Philosophe errant, il s’enfuit en 1576 du couvent Dominicain de San Domenico Maggiore, à Naples, où son immense talent intellectuel était pourtant jusqu’alors reconnu. Pressentant cependant une condamnation en raison des doutes qu’il exprime, notamment sur la lecture catholique de l’aristotélisme, il prend la route et, sous d’autres noms, enseigne dans diverses universités et collèges les mathématiques, la philosophie et, ce qui faisait sa renommée, l’art de mémoriser,fort important à cette époque où les livres étaient si rares. Ses pas vont le conduire à Chambéry, Lyon, Paris, Londres, Padoue, Venise… Il faillit obtenir la chaire de mathématique qu’occupera l’année suivant Galilée. À Cambrai, mettant en scène un scolie sur la pensée d’Aristote, il doit s’enfuir pour éviter d’être lapidé par des collégiens excités par des partisans de la Ligue catholique en pleine contre-Réforme. Cela ne l’empêche pas d’être excommunié par les deux frères ennemis, aussi bien les calvinistes genevois que Rome. Dénoncé à Venise par un nobliaux trop paresseux pour tirer profit de ses leçons, il est ensuite envoyé à Rome où il va partager la prison et les tortures avec Campanella. Jusqu’au bout il ne renie pas ses thèses, il est alors jugé et brûlé vif par le bras séculier le 17 Février 1600.

Une thèse, une méthode

Giordano Bruno développe une thèse centrale : dans un univers infini, il existe nécessairement une pluralité de mondes et la terre ne peut être pensée statique au centre de l’univers. Fort de son excellente mémoire, il connaît tous les arguments antérieurs en faveur et défaveur du géocentrisme, et fait, un demi siècle avant Descartes, appel à la seule autorité de la raison : la vérité vient de l’entendement. « C’est à l’intellect qu’il appartient de juger et de rendre compte des choses que le temps et l’espace éloignent de nous. »

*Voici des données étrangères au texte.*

//! Web server command.

use console::style;

use crate::config::Settings;

/// Start the web server.
pub async fn cmd_serve(settings: &Settings, bind: Option<&str>) -> anyhow::Result<()> {
    let (host, port) = match bind {
        Some(bind) => parse_bind_address(bind, settings.default_port)?,
        None => ("127.0.0.1".to_string(), settings.default_port),
    };

    println!(
        "{} Starting Icon Forge server at http://{}:{}",
        style("→").cyan(),
        host,
        port
    );
    println!("  Press Ctrl+C to stop");

    crate::server::serve(settings, &host, port).await
}

/// Parse a bind address that can be:
/// - Just a port: "3000" -> 127.0.0.1:3000
/// - Just a host: "0.0.0.0" -> 0.0.0.0:<default>
/// - Host and port: "0.0.0.0:3000" -> 0.0.0.0:3000
fn parse_bind_address(bind: &str, default_port: u16) -> anyhow::Result<(String, u16)> {
    // Try parsing as just a port number
    if let Ok(port) = bind.parse::<u16>() {
        return Ok(("127.0.0.1".to_string(), port));
    }

    // Try parsing as host:port
    if let Some((host, port_str)) = bind.rsplit_once(':') {
        if let Ok(port) = port_str.parse::<u16>() {
            return Ok((host.to_string(), port));
        }
    }

    // Must be just a host, use the default port
    Ok((bind.to_string(), default_port))
}
//! Input validation and SVG template substitution.

use std::sync::LazyLock;

use regex::Regex;
use serde::Deserialize;

use super::error::IconError;
use super::palette::{stable_index, PALETTE};

/// SVG skeleton shipped with the binary. An alternate template can be
/// supplied at startup as long as it carries the same four slots.
pub const DEFAULT_TEMPLATE: &str = include_str!("file-icon-template.svg");

/// Substitution slots every template must carry.
const SLOTS: [&str; 4] = ["{{ext}}", "{{color}}", "{{bgColor}}", "{{fontSize}}"];

/// Accepted font size range, in px.
const MIN_FONT_SIZE: f64 = 10.0;
const MAX_FONT_SIZE: f64 = 200.0;

/// Default font size, and the reduced size used once the extension label
/// reaches 5 characters.
const DEFAULT_FONT_SIZE: &str = "100";
const LONG_EXT_FONT_SIZE: &str = "75";

/// Default text color when the caller does not pick one.
const DEFAULT_TEXT_COLOR: &str = "#ffffff";

static EXTENSION_RE: LazyLock<Regex> =
    LazyLock::new(|| Regex::new(r"^[A-Za-z0-9]{1,10}$").unwrap());

/// 6 hex digits with an optional leading `#`. Output is always normalized
/// to the `#`-prefixed form.
static HEX_COLOR_RE: LazyLock<Regex> =
    LazyLock::new(|| Regex::new(r"^#?[0-9A-Fa-f]{6}$").unwrap());

/// Query parameters for icon generation, as received from the HTTP layer.
#[derive(Debug, Default, Deserialize)]
pub struct IconParams {
    pub ext: Option<String>,
    /// Alias for `ext`; `ext` wins when both are present.
    pub extension: Option<String>,
    #[serde(rename = "textColor")]
    pub text_color: Option<String>,
    #[serde(rename = "fontSize")]
    pub font_size: Option<String>,
    #[serde(rename = "bgColor")]
    pub bg_color: Option<String>,
}

impl IconParams {
    /// The extension the request names, from either spelling. Empty values
    /// count as absent, matching the wire behavior of `ext || extension`.
    pub fn requested_extension(&self) -> Option<&str> {
        provided(&self.ext).or_else(|| provided(&self.extension))
    }
}

/// An optional parameter, with empty strings treated as not provided.
fn provided(value: &Option<String>) -> Option<&str> {
    value.as_deref().filter(|v| !v.is_empty())
}

/// Renders file-type icons by substituting resolved values into an SVG
/// template. Construction validates the template once; after that the
/// renderer is read-only and safe to share across any number of
/// concurrent requests.
#[derive(Debug)]
pub struct IconRenderer {
    template: String,
}

impl IconRenderer {
    /// Build a renderer, checking that every substitution slot is present.
    pub fn from_template(template: impl Into<String>) -> Result<Self, IconError> {
        let template = template.into();
        for slot in SLOTS {
            if !template.contains(slot) {
                return Err(IconError::MissingTemplateSlot { slot });
            }
        }
        Ok(Self { template })
    }

    /// Validate `params` and produce the icon SVG text.
    ///
    /// Validation runs in a fixed order and fails fast; nothing is
    /// substituted until every field has passed. The extension is hashed
    /// as received and upper-cased for display only.
    pub fn render(&self, params: &IconParams) -> Result<String, IconError> {
        let ext = params
            .requested_extension()
            .ok_or(IconError::MissingExtension)?;
        if !EXTENSION_RE.is_match(ext) {
            return Err(IconError::InvalidExtension);
        }
        let text_color_param = provided(&params.text_color);
        let font_size_param = provided(&params.font_size);
        let bg_color_param = provided(&params.bg_color);

        if let Some(color) = text_color_param {
            if !HEX_COLOR_RE.is_match(color) {
                return Err(IconError::InvalidTextColor);
            }
        }
        if let Some(size) = font_size_param {
            let in_range = size
                .parse::<f64>()
                .map(|n| (MIN_FONT_SIZE..=MAX_FONT_SIZE).contains(&n))
                .unwrap_or(false);
            if !in_range {
                return Err(IconError::InvalidFontSize);
            }
        }
        if let Some(color) = bg_color_param {
            if !HEX_COLOR_RE.is_match(color) {
                return Err(IconError::InvalidBackgroundColor);
            }
        }

        let font_size = match font_size_param {
            Some(size) => size,
            None if ext.len() >= 5 => LONG_EXT_FONT_SIZE,
            None => DEFAULT_FONT_SIZE,
        };

        let text_color = match text_color_param {
            Some(color) => normalize_hex(color),
            None => DEFAULT_TEXT_COLOR.to_string(),
        };

        let bg_color = match bg_color_param {
            Some(color) => normalize_hex(color),
            None => {
                let index = stable_index(ext, PALETTE.len());
                tracing::debug!(extension = ext, index, "stable palette index");
                PALETTE[index].to_string()
            }
        };

        Ok(self
            .template
            .replacen("{{ext}}", &ext.to_uppercase(), 1)
            .replacen("{{color}}", &text_color, 1)
            .replacen("{{bgColor}}", &bg_color, 1)
            .replacen("{{fontSize}}", font_size, 1))
    }
}

/// Ensure a leading `#` on an already-validated hex color.
fn normalize_hex(color: &str) -> String {
    if color.starts_with('#') {
        color.to_string()
    } else {
        format!("#{color}")
    }
}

Ce n’est pas un hasard s’il manque d’occuper la chaire qui sera offerte à Galilée : comme la plupart des philosophes de son temps, il est expert aussi bien en textes qu’en nombres et multiplie les recherches mathématiques. Celles-ci permettent de développer la raison, ce que verront à leur tour tous les rationalistes du XVII° siècle : Hobbes, Spinoza, Descartes et même Leibniz. Notre vingt-et-unième siècle devrait s’en inspirer au lieu de sacrifier l’enseignement des mathématiques au lycée. Son parcours des textes classiques lui permet de développer une compréhension de l’historicité du savoir : le progrès des connaissances paraît le meilleur argument contre le culte de l’Autorité, qu’elle s’incarne dans la Bible ou dans Aristote. La raison qui juge engendre méthodologiquement le doute et implique la séparation des ordres. Torturé, il affirmera encore l’indépendance de la philosophie et de la science. Accusé de magie, il en donnera une définition en fait rationaliste : « la connaissance des secrets de la nature avec une capacité d’imiter la nature dans ses œuvres et de faire des choses qui paraissent merveilleuses aux yeux du vulgaire. » La révolution des sciences est en marche.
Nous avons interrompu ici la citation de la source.